Pada 19 Februari, dalam pidatonya, tentang kebijakan luar negeri.
Presiden AS Joe Biden meminta Uni Eropa (UE), dan AS untuk mempersiapkan strategi perang jangka panjang dengan Amerika.
Ini dianggap sebagai salah satu tanda, paling jelas dari sikap keras dari pemerintahan Washington yang baru terhadap Beijing.
"Amerika Serikat, Eropa dan Asia, bekerja sama untuk memastikan kedamaian dan melindungi nilai-nilai bersama dan mempromosikan kemakmuran bersama di Pasifik, ini akan menjadi upaya AS paling efektif," kata Biden.
"Persaingan dengan China akan menjadi sengit," tambahnya, sekaligus menegaskan bahwa AS dan sekutunya di Eropa memiliki kewajiban untuk membela demokrasi dunia.
Pidato Biden datang kurang dari sebulan setelah dia menjabat saat hubungan AS-China tetap beku setelah empat tahun dalam masa jabatan pendahulunya Donald Trump .
"AS dan UE harus mempersiapkan persaingan strategis jangka panjang dengan China" ujar Biden menekankan.
Selain itu, Biden juga menjelaskan bahwa kebijakan AS terhadap China akan berbeda.
"Kita harus mengusir paksaan dan pelanggaran ekonomi China yang merusak dasar-dasar sistem ekonomi internasional," katanya.
Perusahaan China harus mematuhi standar transparan yang sama dengan perusahaan Amerika dan Eropa, tegasnya.

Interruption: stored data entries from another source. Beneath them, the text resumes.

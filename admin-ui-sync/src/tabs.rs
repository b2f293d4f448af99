//! Tab group pass.

use crate::dom;
use crate::error::Result;
use crate::page::Page;
use admin_ui_core::tabs::TAB_VALUE_ATTR;
use admin_ui_core::{resolve_group, IndicatorUpdate, SyncConfig, TabGroupConfig, TabSource};
use web_sys::Element;

/// Sync every tab group on the page with the query string.
///
/// A group that fails (typically a bad `data-indicator` selector) is logged
/// and skipped; the other groups are still processed.
pub fn sync_tabs(page: &Page, config: &SyncConfig) -> Result<()> {
    let groups = dom::select_all(&page.document, &config.tab_group_selector)?;

    for group in &groups {
        if let Err(err) = sync_group(page, config, group) {
            tracing::warn!(error = %err, "tab group skipped");
        }
    }
    Ok(())
}

fn sync_group(page: &Page, config: &SyncConfig, group: &Element) -> Result<()> {
    let group_config = TabGroupConfig::from_attributes(&config.default_tab_param, |name| {
        group.get_attribute(name)
    });

    let tabs = dom::select_within(group, &config.tab_selector)?;
    let sources: Vec<TabSource> = tabs
        .iter()
        .map(|tab| TabSource {
            value: tab.get_attribute(TAB_VALUE_ATTR),
            href: tab.get_attribute("href"),
            label: tab.text_content().unwrap_or_default(),
        })
        .collect();

    let Some(update) = resolve_group(
        &group_config,
        &page.query,
        &sources,
        &page.base,
        &config.indicator_placeholder,
    ) else {
        return Ok(());
    };

    for (index, tab) in tabs.iter().enumerate() {
        dom::set_class(tab, &config.active_class, update.is_active(index))?;
    }
    tracing::debug!(
        param = %group_config.param,
        value = %update.active_value,
        active = ?update.active,
        "tab group synced"
    );

    if let Some(indicator) = &update.indicator {
        write_indicator(page, config, indicator)?;
    }
    Ok(())
}

/// Write the label into the indicator's emphasis child, or the indicator itself.
fn write_indicator(page: &Page, config: &SyncConfig, indicator: &IndicatorUpdate) -> Result<()> {
    let Some(target) = dom::select_first(&page.document, &indicator.selector)? else {
        return Ok(());
    };
    let slot = dom::select_within(&target, &config.indicator_emphasis)?
        .into_iter()
        .next()
        .unwrap_or(target);
    slot.set_text_content(Some(&indicator.text));
    Ok(())
}
//! Sidebar highlight pass.

use crate::dom;
use crate::error::Result;
use crate::page::Page;
use admin_ui_core::{is_nav_anchor, match_nav, SyncConfig};
use web_sys::Element;

/// Mark the sidebar link matching the current path.
///
/// Leaves every link untouched when nothing matches, so classes rendered by
/// the server stay in place.
pub fn highlight_nav(page: &Page, config: &SyncConfig) -> Result<()> {
    let items: Vec<Element> = dom::select_all(&page.document, &config.nav_selector)?
        .into_iter()
        .filter(|el| is_nav_anchor(&el.tag_name()))
        .collect();

    if items.is_empty() {
        return Ok(());
    }

    let hrefs = items
        .iter()
        .map(|a| a.get_attribute("href").unwrap_or_default());

    let Some(update) = match_nav(&page.path, hrefs, &page.base) else {
        tracing::debug!(path = %page.path, links = items.len(), "no sidebar match");
        return Ok(());
    };

    for (index, item) in items.iter().enumerate() {
        dom::set_class(item, &config.active_class, update.is_active(index))?;
    }
    tracing::debug!(path = %page.path, active = update.active, "sidebar highlighted");
    Ok(())
}
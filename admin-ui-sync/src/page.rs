//! Snapshot of the current page location.

use crate::error::{js_message, Error, Result};
use admin_ui_core::page_base;
use url::Url;
use wasm_bindgen::JsValue;
use web_sys::Document;

pub struct Page {
    pub document: Document,
    /// `location.pathname`
    pub path: String,
    /// `location.search`, including the leading `?`
    pub query: String,
    /// Base that link hrefs are resolved against
    pub base: Url,
}

impl Page {
    pub fn current() -> Result<Self> {
        let window = web_sys::window().ok_or(Error::NoWindow)?;
        let document = window.document().ok_or(Error::NoDocument)?;
        let location = window.location();

        let origin = location.origin().map_err(location_error)?;
        let href = location.href().map_err(location_error)?;
        let base = page_base(&origin, &href)
            .ok_or_else(|| Error::Location(format!("no usable base for {}", href)))?;

        Ok(Page {
            document,
            path: location.pathname().map_err(location_error)?,
            query: location.search().map_err(location_error)?,
            base,
        })
    }
}

fn location_error(value: JsValue) -> Error {
    Error::Location(js_message(&value))
}
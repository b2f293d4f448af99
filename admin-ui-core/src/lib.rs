//! Admin UI Sync Core
//!
//! Pure logic behind the admin page helpers: sidebar highlighting, tab/query
//! synchronisation and the numeric input filter. Nothing here touches the DOM;
//! callers describe the elements they found and apply the returned updates.

pub mod config;
pub mod nav;
pub mod numeric;
pub mod path;
pub mod tabs;

// Re-export commonly used items
pub use config::SyncConfig;
pub use nav::{is_nav_anchor, match_nav, NavUpdate};
pub use numeric::{digits_only, filter_numeric};
pub use path::{normalize_path, page_base, query_param, resolve_href};
pub use tabs::{resolve_group, IndicatorUpdate, TabGroupConfig, TabGroupUpdate, TabSource};
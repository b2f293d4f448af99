//! Page-level configuration.
//!
//! Every field has a default matching the admin templates, so an empty object
//! (or no object at all) gives the stock behaviour.

use serde::{Deserialize, Serialize};

#[derive(Debug, Clone, PartialEq, Eq, Serialize, Deserialize)]
#[serde(default, rename_all = "camelCase")]
pub struct SyncConfig {
    /// Sidebar link candidates; non-anchor matches are ignored.
    pub nav_selector: String,
    pub tab_group_selector: String,
    /// Tabs, queried inside each group.
    pub tab_selector: String,
    pub numeric_selector: String,
    pub active_class: String,
    pub default_tab_param: String,
    /// Element inside an indicator that receives the label, if present.
    pub indicator_emphasis: String,
    pub indicator_placeholder: String,
    /// `EnvFilter` directive for console logging.
    pub log_filter: String,
}

impl Default for SyncConfig {
    fn default() -> Self {
        Self {
            nav_selector: ".sidebar__nav .nav__item".to_string(),
            tab_group_selector: ".tabs".to_string(),
            tab_selector: ".tab".to_string(),
            numeric_selector: r#"input[data-numeric="true"]"#.to_string(),
            active_class: "is-active".to_string(),
            default_tab_param: "tab".to_string(),
            indicator_emphasis: "strong".to_string(),
            indicator_placeholder: "-".to_string(),
            log_filter: "warn".to_string(),
        }
    }
}
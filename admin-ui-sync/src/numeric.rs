//! Digit-only input fields.

use crate::dom;
use crate::error::{Error, Result};
use crate::page::Page;
use admin_ui_core::{filter_numeric, SyncConfig};
use wasm_bindgen::prelude::Closure;
use wasm_bindgen::JsCast;
use web_sys::HtmlInputElement;

/// Marks an input whose listener is already attached
const BOUND_ATTR: &str = "data-numeric-bound";

/// Attach the digit filter to every matching input not yet wired.
/// Returns how many inputs were newly bound.
pub fn bind_numeric_inputs(page: &Page, config: &SyncConfig) -> Result<usize> {
    let mut bound = 0;
    for element in dom::select_all(&page.document, &config.numeric_selector)? {
        let Ok(input) = element.dyn_into::<HtmlInputElement>() else {
            continue;
        };
        if input.has_attribute(BOUND_ATTR) {
            continue;
        }
        attach_filter(&input)?;
        input.set_attribute(BOUND_ATTR, "").map_err(Error::dom)?;
        bound += 1;
    }
    if bound > 0 {
        tracing::debug!(bound, "numeric inputs wired");
    }
    Ok(bound)
}

fn attach_filter(input: &HtmlInputElement) -> Result<()> {
    let field = input.clone();
    let on_input = Closure::<dyn FnMut()>::new(move || {
        if let Some(filtered) = filter_numeric(&field.value()) {
            field.set_value(&filtered);
        }
    });
    input
        .add_event_listener_with_callback("input", on_input.as_ref().unchecked_ref())
        .map_err(Error::dom)?;
    // Listener lives as long as the page
    on_input.forget();
    Ok(())
}
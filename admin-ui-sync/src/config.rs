//! Page-supplied overrides for [`SyncConfig`].

use crate::error::{Error, Result};
use admin_ui_core::SyncConfig;
use js_sys::Reflect;
use wasm_bindgen::JsValue;

/// Global the page may define before the module loads
pub const CONFIG_GLOBAL: &str = "adminUiConfig";

/// Read `window.adminUiConfig`; defaults when it is not defined.
pub fn load() -> Result<SyncConfig> {
    let window = web_sys::window().ok_or(Error::NoWindow)?;
    let value = Reflect::get(&window, &JsValue::from_str(CONFIG_GLOBAL)).map_err(Error::dom)?;
    if value.is_undefined() || value.is_null() {
        return Ok(SyncConfig::default());
    }
    Ok(serde_wasm_bindgen::from_value(value)?)
}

Selama minggu-minggu pertama pemerintahan baru.
Para pengamat di China telah mengamati dengan cermat setiap petunjuk tentang bagaimana Washington dapat digunakan untuk menangani Beijing di bawah Biden.
Sebelum pidato Biden, Perwakilan Michael McCaul, pejabat tinggi Republik di Komite Urusan Luar Negeri DPR AS.
Meminta presiden untuk "bertindak berani dan bermakna" untuk memaksa pemerintah China bertanggung jawab.
"Teguran keras dan pembicaraan tidak lagi cukup," kata McCaul dalam sebuah pernyataan.
Pada saat yang sama, dia mengatakan bahwa sekutu AS masih waspada terhadap Washington setelah empat tahun kebijakan "America First" Trump, yang mempersulit sekutu untuk merundingkan kembali perjanjian, perdagangan, dan meningkatkan pembagian beban militer.
Analis mengatakan pidato presiden AS mencerminkan sikap yang semakin keras di AS.
Sementara di tempat lain bahwa banyak kebijakan Beijing di bawah Presiden Xi Jinping telah menjadi berbahaya.
Mengenai masalah kebijakan luar negeri yang mendesak, Biden telah menunjukkan bahwa pemerintahannya akan menuju ke arah yang sama sekali berbeda dari pendahulunya.
Pada 18 Februari, pemerintah AS mengatakan negara itu terbuka untuk kemungkinan melanjutkan pembicaraan diplomatik dengan Iran mengenai program nuklirnya yang kontroversial.
Sementara itu, Biden memilih Presiden Rusia Vladimir Putin dalam pidatonya sehari kemudian.